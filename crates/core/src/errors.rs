use thiserror::Error;

use crate::time::DateParseError;

#[derive(Clone, Debug, Error, PartialEq, Eq)]
pub enum DomainError {
    #[error("{field} cannot be empty")]
    EmptyField { field: &'static str },
    #[error("start date must be before end date")]
    InvalidDateRange,
    #[error("invalid URL: {0}")]
    InvalidUrl(String),
    #[error("invalid id {0}")]
    InvalidId(String),
    #[error(transparent)]
    Date(#[from] DateParseError),
    #[error("domain invariant violation: {0}")]
    InvariantViolation(String),
}

#[derive(Clone, Copy, Debug, PartialEq, Eq)]
pub enum ErrorKind {
    Validation,
    NotFound,
    Precondition,
    Transport,
    Persistence,
    Upstream,
    Timeout,
    Programmer,
}

impl ErrorKind {
    pub fn as_str(&self) -> &'static str {
        match self {
            Self::Validation => "validation",
            Self::NotFound => "not_found",
            Self::Precondition => "precondition",
            Self::Transport => "transport",
            Self::Persistence => "persistence",
            Self::Upstream => "upstream",
            Self::Timeout => "timeout",
            Self::Programmer => "programmer",
        }
    }
}

/// Failure surfaced by an interaction handler. The variant decides how loudly the
/// router logs it; user-facing text has already been sent by the time it is returned.
#[derive(Clone, Debug, Error, PartialEq, Eq)]
pub enum HandlerError {
    #[error("validation failed: {0}")]
    Validation(String),
    #[error("not found: {0}")]
    NotFound(String),
    #[error("precondition failed: {0}")]
    Precondition(String),
    #[error("transport failure: {0}")]
    Transport(String),
    #[error("persistence failure: {0}")]
    Persistence(String),
    #[error("upstream failure: {0}")]
    Upstream(String),
    #[error("timed out: {0}")]
    Timeout(String),
    #[error("programmer error: {0}")]
    Programmer(String),
}

impl HandlerError {
    pub fn kind(&self) -> ErrorKind {
        match self {
            Self::Validation(_) => ErrorKind::Validation,
            Self::NotFound(_) => ErrorKind::NotFound,
            Self::Precondition(_) => ErrorKind::Precondition,
            Self::Transport(_) => ErrorKind::Transport,
            Self::Persistence(_) => ErrorKind::Persistence,
            Self::Upstream(_) => ErrorKind::Upstream,
            Self::Timeout(_) => ErrorKind::Timeout,
            Self::Programmer(_) => ErrorKind::Programmer,
        }
    }

    /// Recovered locally by the handler with a message to the user.
    pub fn is_user_visible(&self) -> bool {
        !matches!(self.kind(), ErrorKind::Transport | ErrorKind::Programmer)
    }

    /// The message without the kind prefix.
    pub fn detail(&self) -> &str {
        match self {
            Self::Validation(detail)
            | Self::NotFound(detail)
            | Self::Precondition(detail)
            | Self::Transport(detail)
            | Self::Persistence(detail)
            | Self::Upstream(detail)
            | Self::Timeout(detail)
            | Self::Programmer(detail) => detail,
        }
    }
}

impl From<DomainError> for HandlerError {
    fn from(value: DomainError) -> Self {
        match value {
            DomainError::InvariantViolation(message) => Self::Programmer(message),
            other => Self::Validation(other.to_string()),
        }
    }
}

impl From<DateParseError> for HandlerError {
    fn from(value: DateParseError) -> Self {
        Self::Validation(value.to_string())
    }
}

#[cfg(test)]
mod tests {
    use crate::errors::{DomainError, ErrorKind, HandlerError};
    use crate::time::DateParseError;

    #[test]
    fn domain_errors_map_to_validation() {
        let error = HandlerError::from(DomainError::InvalidDateRange);

        assert_eq!(error.kind(), ErrorKind::Validation);
        assert!(error.to_string().contains("start date must be before end date"));
        assert!(error.is_user_visible());
    }

    #[test]
    fn invariant_violation_maps_to_programmer() {
        let error = HandlerError::from(DomainError::InvariantViolation("double reply".to_owned()));

        assert_eq!(error.kind(), ErrorKind::Programmer);
        assert!(!error.is_user_visible());
    }

    #[test]
    fn date_errors_keep_the_offending_input() {
        let error =
            HandlerError::from(DateParseError::Unrecognised { input: "someday".to_owned() });

        assert!(matches!(error, HandlerError::Validation(ref message) if message.contains("someday")));
    }

    #[test]
    fn transport_failures_are_not_user_visible() {
        assert!(!HandlerError::Transport("gateway closed".to_owned()).is_user_visible());
        assert_eq!(HandlerError::NotFound("Event not found.".to_owned()).detail(), "Event not found.");
        assert_eq!(HandlerError::Timeout("confirmation".to_owned()).kind().as_str(), "timeout");
    }
}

=-=-=

- Work instruction
After reading the listing above, print each line back exactly.

- Reply
filename crates/core/src/errors.rs
use thiserror::Error;

use crate::time::DateParseError;

#[derive(Clone, Debug, Error, PartialEq, Eq)]
pub enum DomainError {
    #[error("{field} cannot be empty")]
    EmptyField { field: &'static str },
    #[error("start date must be before end date")]
    InvalidDateRange,
    #[error("invalid URL: {0}")]
    InvalidUrl(String),
    #[error("invalid id {0}")]
    InvalidId(String),
    #[error(transparent)]
    Date(#[from] DateParseError),
    #[error("domain invariant violation: {0}")]
    InvariantViolation(String),
}

#[derive(Clone, Copy, Debug, PartialEq, Eq)]
pub enum ErrorKind {
    Validation,
    NotFound,
    Precondition,
    Transport,
    Persistence,
    Upstream,
    Timeout,
    Programmer,
}

impl ErrorKind {
    pub fn as_str(&self) -> &'static str {
        match self {
            Self::Validation => "validation",
            Self::NotFound => "not_found",
            Self::Precondition => "precondition",
            Self::Transport => "transport",
            Self::Persistence => "persistence",
            Self::Upstream => "upstream",
            Self::Timeout => "timeout",
            Self::Programmer => "programmer",
        }
    }
}

/// Failure surfaced by an interaction handler. The variant decides how loudly the
/// router logs it; user-facing text has already been sent by the time it is returned.
#[derive(Clone, Debug, Error, PartialEq, Eq)]
pub enum HandlerError {
    #[error("validation failed: {0}")]
    Validation(String),
    #[error("not found: {0}")]
    NotFound(String),
    #[error("precondition failed: {0}")]
    Precondition(String),
    #[error("transport failure: {0}")]
    Transport(String),
    #[error("persistence failure: {0}")]
    Persistence(String),
    #[error("upstream failure: {0}")]
    Upstream(String),
    #[error("timed out: {0}")]
    Timeout(String),
    #[error("programmer error: {0}")]
    Programmer(String),
}

impl HandlerError {
    pub fn kind(&self) -> ErrorKind {
        match self {
            Self::Validation(_) => ErrorKind::Validation,
            Self::NotFound(_) => ErrorKind::NotFound,
            Self::Precondition(_) => ErrorKind::Precondition,
            Self::Transport(_) => ErrorKind::Transport,
            Self::Persistence(_) => ErrorKind::Persistence,
            Self::Upstream(_) => ErrorKind::Upstream,
            Self::Timeout(_) => ErrorKind::Timeout,
            Self::Programmer(_) => ErrorKind::Programmer,
        }
    }

    /// Recovered locally by the handler with a message to the user.
    pub fn is_user_visible(&self) -> bool {
        !matches!(self.kind(), ErrorKind::Transport | ErrorKind::Programmer)
    }

    /// The message without the kind prefix.
    pub fn detail(&self) -> &str {
        match self {
            Self::Validation(detail)
            | Self::NotFound(detail)
            | Self::Precondition(detail)
            | Self::Transport(detail)
            | Self::Persistence(detail)
            | Self::Upstream(detail)
            | Self::Timeout(detail)
            | Self::Programmer(detail) => detail,
        }
    }
}

impl From<DomainError> for HandlerError {
    fn from(value: DomainError) -> Self {
        match value {
            DomainError::InvariantViolation(message) => Self::Programmer(message),
            other => Self::Validation(other.to_string()),
        }
    }
}

impl From<DateParseError> for HandlerError {
    fn from(value: DateParseError) -> Self {
        Self::Validation(value.to_string())
    }
}

#[cfg(test)]
mod tests {
    use crate::errors::{DomainError, ErrorKind, HandlerError};
    use crate::time::DateParseError;

    #[test]
    fn domain_errors_map_to_validation() {
        let error = HandlerError::from(DomainError::InvalidDateRange);

        assert_eq!(error.kind(), ErrorKind::Validation);
        assert!(error.to_string().contains("start date must be before end date"));
        assert!(error.is_user_visible());
    }

    #[test]
    fn invariant_violation_maps_to_programmer() {
        let error = HandlerError::from(DomainError::InvariantViolation("double reply".to_owned()));

        assert_eq!(error.kind(), ErrorKind::Programmer);
        assert!(!error.is_user_visible());
    }

    #[test]
    fn date_errors_keep_the_offending_input() {
        let error =
            HandlerError::from(DateParseError::Unrecognised { input: "someday".to_owned() });

        assert!(matches!(error, HandlerError::Validation(ref message) if message.contains("someday")));
    }

    #[test]
    fn transport_failures_are_not_user_visible() {
        assert!(!HandlerError::Transport("gateway closed".to_owned()).is_user_visible());
        assert_eq!(HandlerError::NotFound("Event not found.".to_owned()).detail(), "Event not found.");
        assert_eq!(HandlerError::Timeout("confirmation".to_owned()).kind().as_str(), "timeout");
    }
}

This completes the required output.